[SOURCE RECORDS — start]

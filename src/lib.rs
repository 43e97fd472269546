//! `tboard`: a cooperative, multi-queue task board.
//!
//! An in-process scheduler that multiplexes many short-lived user tasks
//! (resumable coroutines with private stacks) onto a small fixed pool of
//! worker threads, with priority classes, blocking child tasks, and an
//! out-of-process "remote task" facility coordinated through two message
//! queues.
//!
//! # Shape
//!
//! - [`Board`] owns one primary and up to [`config::MAX_SECONDARIES`]
//!   secondary executors, the ready queues they dispatch from, the
//!   outbound/inbound message queues, and the execution-history table.
//! - [`task::task_create`]-equivalent: [`Board::task_create`] enqueues a
//!   unit of work; [`task::task_yield`] suspends it cooperatively;
//!   [`task::task_get_args`]/[`task::task_get_args_mut`] retrieve its
//!   argument blob from inside the running task.
//! - [`Board::blocking_task_create`] spawns a child that substitutes for
//!   its caller in the scheduling budget until it completes.
//! - [`Board::remote_task_create`] hands a message to an external
//!   [`remote::RemoteAdapter`] and (optionally) waits for its response.
//!
//! # Example
//!
//! ```no_run
//! use tboard::{Board, FunctionDescriptor, TaskClass};
//!
//! let board = Board::create(2).unwrap();
//! board.start();
//!
//! let greet = FunctionDescriptor::new("greet", || {
//!     println!("hello from a task");
//! });
//! board.task_create(TaskClass::Primary, greet, None);
//!
//! std::thread::sleep(std::time::Duration::from_millis(50));
//! board.kill();
//! board.destroy();
//! ```

mod board;
pub mod config;
pub mod error;
mod executor;
pub mod history;
mod queue;
pub mod remote;
pub mod task;

pub use board::Board;
pub use config::Config;
pub use error::BoardError;
pub use history::HistoryRecord;
pub use remote::{EchoAdapter, RemoteAdapter, RemoteResponse};
pub use task::{
    task_get_args, task_get_args_mut, task_yield, FunctionDescriptor, Origin, TaskClass,
    TaskStatus, YieldReason,
};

[SOURCE RECORDS — finish]

§ YOUR OBJECTIVE:
This task calls for every entry above to be transcribed exactly.

§ ANSWER TO THE PROBLEM:
filename src/lib.rs
repository 43e97fd472269546
//! `tboard`: a cooperative, multi-queue task board.
//!
//! An in-process scheduler that multiplexes many short-lived user tasks
//! (resumable coroutines with private stacks) onto a small fixed pool of
//! worker threads, with priority classes, blocking child tasks, and an
//! out-of-process "remote task" facility coordinated through two message
//! queues.
//!
//! # Shape
//!
//! - [`Board`] owns one primary and up to [`config::MAX_SECONDARIES`]
//!   secondary executors, the ready queues they dispatch from, the
//!   outbound/inbound message queues, and the execution-history table.
//! - [`task::task_create`]-equivalent: [`Board::task_create`] enqueues a
//!   unit of work; [`task::task_yield`] suspends it cooperatively;
//!   [`task::task_get_args`]/[`task::task_get_args_mut`] retrieve its
//!   argument blob from inside the running task.
//! - [`Board::blocking_task_create`] spawns a child that substitutes for
//!   its caller in the scheduling budget until it completes.
//! - [`Board::remote_task_create`] hands a message to an external
//!   [`remote::RemoteAdapter`] and (optionally) waits for its response.
//!
//! # Example
//!
//! ```no_run
//! use tboard::{Board, FunctionDescriptor, TaskClass};
//!
//! let board = Board::create(2).unwrap();
//! board.start();
//!
//! let greet = FunctionDescriptor::new("greet", || {
//!     println!("hello from a task");
//! });
//! board.task_create(TaskClass::Primary, greet, None);
//!
//! std::thread::sleep(std::time::Duration::from_millis(50));
//! board.kill();
//! board.destroy();
//! ```

mod board;
pub mod config;
pub mod error;
mod executor;
pub mod history;
mod queue;
pub mod remote;
pub mod task;

pub use board::Board;
pub use config::Config;
pub use error::BoardError;
pub use history::HistoryRecord;
pub use remote::{EchoAdapter, RemoteAdapter, RemoteResponse};
pub use task::{
    task_get_args, task_get_args_mut, task_yield, FunctionDescriptor, Origin, TaskClass,
    TaskStatus, YieldReason,
};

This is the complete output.